The physical manufacturing “is one of the easiest processes there is,” says LaCasse. High-quality raw ingredients are sourced nationwide and blended in a 250-pound ribbon blender; Birch Benders pouches are filled, heat kilned, and boxed before being sent to an Illinois warehouse for shipping and fulfillment.

LaCasse and Ackerman continue to develop recipes and oversee operations from the Birch Benders’ headquarters is in Denver, but they outsource various aspects of business in order to keep their company lean.

Birch Benders got its start in Lucky’s Market in North Boulder. Back then Ackerman says, “The mix was in glass and plastic jars, and consumers added water to the fill line, shook the jar, and poured.” Some consumers were baffled. “The jars looked half-empty, and we were also criticized for having packaging waste,” she explains.

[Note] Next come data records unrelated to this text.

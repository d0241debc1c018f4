//! Per-core event loop pools.

use std::sync::Arc;
use std::thread;

use log::trace;

use super::evloop::{Event, EventLoop, RunResult, Statistic};
use super::{EventFlags, Status};

pub(crate) struct PoolInner {
    pub(crate) loops: Vec<EventLoop>,
}

/// N event loops, one dispatcher thread per CPU core. New objects are
/// routed to the least-loaded loop.
#[derive(Clone)]
pub struct EventPool {
    pub(crate) inner: Arc<PoolInner>,
}

impl std::fmt::Debug for EventPool {
    fn fmt(&self, f: &mut std::fmt::Formatter<'_>) -> std::fmt::Result {
        f.debug_struct("EventPool")
            .field("loops", &self.inner.loops.len())
            .finish()
    }
}

impl EventPool {
    /// `min(cores, max_threads)` loops; one core degenerates to a plain
    /// loop. `max_threads` of 0 means "no limit".
    pub(crate) fn create(max_threads: usize) -> std::io::Result<Event> {
        let max_threads = if max_threads == 0 { usize::MAX } else { max_threads };
        let num_threads = num_cpus::get().clamp(1, max_threads);

        if num_threads == 1 {
            return EventLoop::create(EventFlags::NONE).map(Event::Loop);
        }

        let mut loops = Vec::with_capacity(num_threads);
        for _ in 0..num_threads {
            loops.push(EventLoop::create(EventFlags::NONE)?);
        }

        let inner = Arc::new(PoolInner { loops });
        for l in &inner.loops {
            l.set_parent(&inner);
        }
        Ok(Event::Pool(EventPool { inner }))
    }

    /// The least-loaded child loop: a loop with no objects wins outright;
    /// otherwise lowest processing time, ties broken by lowest object
    /// count, then lowest index.
    pub fn distribute(&self) -> EventLoop {
        let mut best: Option<(&EventLoop, u64, usize)> = None;

        for l in &self.inner.loops {
            let count = l.num_objects();
            if count == 0 {
                return l.clone();
            }
            let time = l.statistic(Statistic::ProcessTimeMs);

            let better = match best {
                None => true,
                Some((_, best_time, best_count)) => {
                    time < best_time || (time == best_time && count < best_count)
                }
            };
            if better {
                best = Some((l, time, count));
            }
        }

        match best {
            Some((l, _, _)) => l.clone(),
            // Unreachable with a non-empty pool; fall back defensively.
            None => self.inner.loops[0].clone(),
        }
    }

    /// Run every child loop, one thread per loop pinned to its core index.
    /// The calling thread drives loop 0.
    pub fn run(&self, timeout_ms: u64) -> RunResult {
        let mut handles = Vec::new();
        for (i, l) in self.inner.loops.iter().enumerate().skip(1) {
            let l = l.clone();
            let handle = thread::Builder::new()
                .name(format!("evio-pool-{}", i))
                .spawn(move || {
                    pin_to_core(i);
                    l.run(timeout_ms)
                });
            match handle {
                Ok(h) => handles.push(h),
                Err(err) => trace!("failed to spawn pool thread {}: {}", i, err),
            }
        }

        pin_to_core(0);
        let rv = self.inner.loops[0].run(timeout_ms);
        unpin();

        for h in handles {
            let _ = h.join();
        }

        // All child results should match; the first loop's stands in for
        // the pool.
        rv
    }

    pub fn done(&self) {
        for l in &self.inner.loops {
            l.status_change_direct(Status::Done);
        }
    }

    pub fn return_(&self) {
        for l in &self.inner.loops {
            l.status_change_direct(Status::Return);
        }
    }

    pub fn done_with_disconnect(&self, grace_ms: u64, disconnect_timeout_ms: u64) {
        for l in &self.inner.loops {
            l.done_with_disconnect_int(grace_ms, disconnect_timeout_ms);
        }
    }

    /// Status of the pool; every child transitions together so the first
    /// child stands in for all.
    pub fn status(&self) -> Status {
        self.inner.loops[0].status()
    }

    pub fn num_objects(&self) -> usize {
        self.inner.loops.iter().map(|l| l.num_objects()).sum()
    }

    pub fn statistic(&self, which: Statistic) -> u64 {
        self.inner.loops.iter().map(|l| l.statistic(which)).sum()
    }
}

#[cfg(any(target_os = "android", target_os = "linux"))]
fn pin_to_core(core: usize) {
    unsafe {
        let mut set: libc::cpu_set_t = std::mem::zeroed();
        libc::CPU_SET(core % num_cpus::get(), &mut set);
        libc::sched_setaffinity(0, std::mem::size_of::<libc::cpu_set_t>(), &set);
    }
}

#[cfg(any(target_os = "android", target_os = "linux"))]
fn unpin() {
    unsafe {
        let mut set: libc::cpu_set_t = std::mem::zeroed();
        for core in 0..num_cpus::get() {
            libc::CPU_SET(core, &mut set);
        }
        libc::sched_setaffinity(0, std::mem::size_of::<libc::cpu_set_t>(), &set);
    }
}

#[cfg(not(any(target_os = "android", target_os = "linux")))]
fn pin_to_core(_core: usize) {}

#[cfg(not(any(target_os = "android", target_os = "linux")))]
fn unpin() {}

She and LaCasse weren’t afraid to adapt their brand based on consumer feedback. Over the next two years they demoed their product often, and rebranded just in time for Natural Products Expo West in 2014, where they introduced larger versions of the sleek Birch Benders pouches you’ll see on shelves today.

“We launched our 16-ounce packages in the fall of 2014 at a $4.99 price point — and that’s when things really took off,” says Ackerman.

From 20 retail stores in 2014 to 1,000 in 2015, Birch Benders is now sold in over 6,000 stores nationwide, including Target, Sprouts, and Whole Foods Markets.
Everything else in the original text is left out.